Work required
Everything in the listing below needs to be returned word for word.

Given entries
__________________________________________________

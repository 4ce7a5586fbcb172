use chrono::{NaiveDate, NaiveTime, Weekday};
use persia::{
    FixedClock, PersianDate, gregorian_date_to_persian, gregorian_to_persian, is_leap_year,
    persian_to_gregorian, persian_to_gregorian_date, persian_to_gregorian_now,
};

fn ymd(year: i32, month: u32, day: u32) -> NaiveDate {
    NaiveDate::from_ymd_opt(year, month, day).unwrap()
}

#[test]
fn converts_gregorian_to_persian() {
    let d = gregorian_date_to_persian(ymd(2024, 3, 10));
    assert_eq!(d.year(), 1402);
    assert_eq!(d.month(), 12);
    assert_eq!(d.day(), 20);
    assert_eq!(d.weekday(), Weekday::Sun);
}

#[test]
fn converts_nowruz_week() {
    let d = gregorian_date_to_persian(ymd(2024, 3, 22));
    assert_eq!((d.year(), d.month(), d.day()), (1403, 1, 3));
    assert_eq!(d.weekday_index(), 6);
    assert_eq!(d.weekday_name(), "جمعه");
}

#[test]
fn converts_persian_to_gregorian() {
    let date = persian_to_gregorian_date(1403, 1, 1).unwrap();
    assert_eq!(date, ymd(2024, 3, 20));

    let dt = persian_to_gregorian(1403, 1, 1, NaiveTime::default()).unwrap();
    assert_eq!(dt.date(), ymd(2024, 3, 20));
}

#[test]
fn copies_time_of_day_verbatim() {
    let time = NaiveTime::from_hms_milli_opt(17, 5, 42, 123).unwrap();
    let d = gregorian_to_persian(ymd(2024, 3, 10).and_time(time));
    assert_eq!(d.hour(), 17);
    assert_eq!(d.minute(), 5);
    assert_eq!(d.second(), 42);
    assert_eq!(d.millisecond(), 123);

    let back = persian_to_gregorian(d.year(), d.month(), d.day(), d.time()).unwrap();
    assert_eq!(back, ymd(2024, 3, 10).and_time(time));
}

#[test]
fn takes_time_from_clock() {
    let now = ymd(2030, 6, 1).and_hms_opt(6, 45, 30).unwrap();
    let dt = persian_to_gregorian_now(1402, 12, 20, &FixedClock::new(now)).unwrap();
    assert_eq!(dt, ymd(2024, 3, 10).and_hms_opt(6, 45, 30).unwrap());

    let today = PersianDate::today(&FixedClock::new(now));
    assert_eq!(today.to_naive_date_time(), now);
}

#[test]
fn last_day_of_common_year() {
    let d = gregorian_date_to_persian(ymd(2024, 3, 19));
    assert_eq!((d.year(), d.month(), d.day()), (1402, 12, 29));
    assert_eq!(d.day_of_year(), 365);
    assert_eq!(d.days_remaining_in_year(), 0);
    assert!(!d.is_leap_year());
}

#[test]
fn first_day_of_year() {
    let d = gregorian_date_to_persian(ymd(2024, 3, 20));
    assert_eq!(d.day_of_year(), 1);
    assert_eq!(d.days_remaining_in_year(), 364);
}

#[test]
fn leap_year_has_thirtieth_of_esfand() {
    assert!(is_leap_year(1404));
    let d = PersianDate::new(1404, 12, 30).unwrap();
    let next = d.next_day().unwrap();
    assert_eq!((next.year(), next.month(), next.day()), (1405, 1, 1));
    assert_eq!(
        persian_to_gregorian_date(1405, 1, 1).unwrap(),
        d.to_naive_date().succ_opt().unwrap()
    );
}

#[test]
fn century_start_matches_civil_calendar() {
    let d = gregorian_date_to_persian(ymd(2000, 1, 1));
    assert_eq!((d.year(), d.month(), d.day()), (1378, 10, 11));
    assert_eq!(d.weekday_index(), 0); // Saturday
}

#[test]
fn handles_far_past_and_future() {
    for date in [ymd(1, 1, 1), ymd(-500, 7, 4), ymd(9999, 12, 31), NaiveDate::MIN, NaiveDate::MAX]
    {
        let p = gregorian_date_to_persian(date);
        assert_eq!(
            persian_to_gregorian_date(p.year(), p.month(), p.day()).unwrap(),
            date
        );
    }
}

#[test]
fn non_positive_persian_years_convert() {
    let d = PersianDate::new(0, 1, 1).unwrap();
    assert_eq!((d.year(), d.month(), d.day()), (0, 1, 1));
    let d = PersianDate::new(-100, 12, 29).unwrap();
    assert_eq!((d.year(), d.month(), d.day()), (-100, 12, 29));
    assert_eq!(d.next_day().unwrap().year(), -100 + i32::from(!d.is_leap_year()));
}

__________________________________________________

Response box
repository 4ce7a5586fbcb172
use chrono::{NaiveDate, NaiveTime, Weekday};
use persia::{
    FixedClock, PersianDate, gregorian_date_to_persian, gregorian_to_persian, is_leap_year,
    persian_to_gregorian, persian_to_gregorian_date, persian_to_gregorian_now,
};

fn ymd(year: i32, month: u32, day: u32) -> NaiveDate {
    NaiveDate::from_ymd_opt(year, month, day).unwrap()
}

#[test]
fn converts_gregorian_to_persian() {
    let d = gregorian_date_to_persian(ymd(2024, 3, 10));
    assert_eq!(d.year(), 1402);
    assert_eq!(d.month(), 12);
    assert_eq!(d.day(), 20);
    assert_eq!(d.weekday(), Weekday::Sun);
}

#[test]
fn converts_nowruz_week() {
    let d = gregorian_date_to_persian(ymd(2024, 3, 22));
    assert_eq!((d.year(), d.month(), d.day()), (1403, 1, 3));
    assert_eq!(d.weekday_index(), 6);
    assert_eq!(d.weekday_name(), "جمعه");
}

#[test]
fn converts_persian_to_gregorian() {
    let date = persian_to_gregorian_date(1403, 1, 1).unwrap();
    assert_eq!(date, ymd(2024, 3, 20));

    let dt = persian_to_gregorian(1403, 1, 1, NaiveTime::default()).unwrap();
    assert_eq!(dt.date(), ymd(2024, 3, 20));
}

#[test]
fn copies_time_of_day_verbatim() {
    let time = NaiveTime::from_hms_milli_opt(17, 5, 42, 123).unwrap();
    let d = gregorian_to_persian(ymd(2024, 3, 10).and_time(time));
    assert_eq!(d.hour(), 17);
    assert_eq!(d.minute(), 5);
    assert_eq!(d.second(), 42);
    assert_eq!(d.millisecond(), 123);

    let back = persian_to_gregorian(d.year(), d.month(), d.day(), d.time()).unwrap();
    assert_eq!(back, ymd(2024, 3, 10).and_time(time));
}

#[test]
fn takes_time_from_clock() {
    let now = ymd(2030, 6, 1).and_hms_opt(6, 45, 30).unwrap();
    let dt = persian_to_gregorian_now(1402, 12, 20, &FixedClock::new(now)).unwrap();
    assert_eq!(dt, ymd(2024, 3, 10).and_hms_opt(6, 45, 30).unwrap());

    let today = PersianDate::today(&FixedClock::new(now));
    assert_eq!(today.to_naive_date_time(), now);
}

#[test]
fn last_day_of_common_year() {
    let d = gregorian_date_to_persian(ymd(2024, 3, 19));
    assert_eq!((d.year(), d.month(), d.day()), (1402, 12, 29));
    assert_eq!(d.day_of_year(), 365);
    assert_eq!(d.days_remaining_in_year(), 0);
    assert!(!d.is_leap_year());
}

#[test]
fn first_day_of_year() {
    let d = gregorian_date_to_persian(ymd(2024, 3, 20));
    assert_eq!(d.day_of_year(), 1);
    assert_eq!(d.days_remaining_in_year(), 364);
}

#[test]
fn leap_year_has_thirtieth_of_esfand() {
    assert!(is_leap_year(1404));
    let d = PersianDate::new(1404, 12, 30).unwrap();
    let next = d.next_day().unwrap();
    assert_eq!((next.year(), next.month(), next.day()), (1405, 1, 1));
    assert_eq!(
        persian_to_gregorian_date(1405, 1, 1).unwrap(),
        d.to_naive_date().succ_opt().unwrap()
    );
}

#[test]
fn century_start_matches_civil_calendar() {
    let d = gregorian_date_to_persian(ymd(2000, 1, 1));
    assert_eq!((d.year(), d.month(), d.day()), (1378, 10, 11));
    assert_eq!(d.weekday_index(), 0); // Saturday
}

#[test]
fn handles_far_past_and_future() {
    for date in [ymd(1, 1, 1), ymd(-500, 7, 4), ymd(9999, 12, 31), NaiveDate::MIN, NaiveDate::MAX]
    {
        let p = gregorian_date_to_persian(date);
        assert_eq!(
            persian_to_gregorian_date(p.year(), p.month(), p.day()).unwrap(),
            date
        );
    }
}

#[test]
fn non_positive_persian_years_convert() {
    let d = PersianDate::new(0, 1, 1).unwrap();
    assert_eq!((d.year(), d.month(), d.day()), (0, 1, 1));
    let d = PersianDate::new(-100, 12, 29).unwrap();
    assert_eq!((d.year(), d.month(), d.day()), (-100, 12, 29));
    assert_eq!(d.next_day().unwrap().year(), -100 + i32::from(!d.is_leap_year()));
}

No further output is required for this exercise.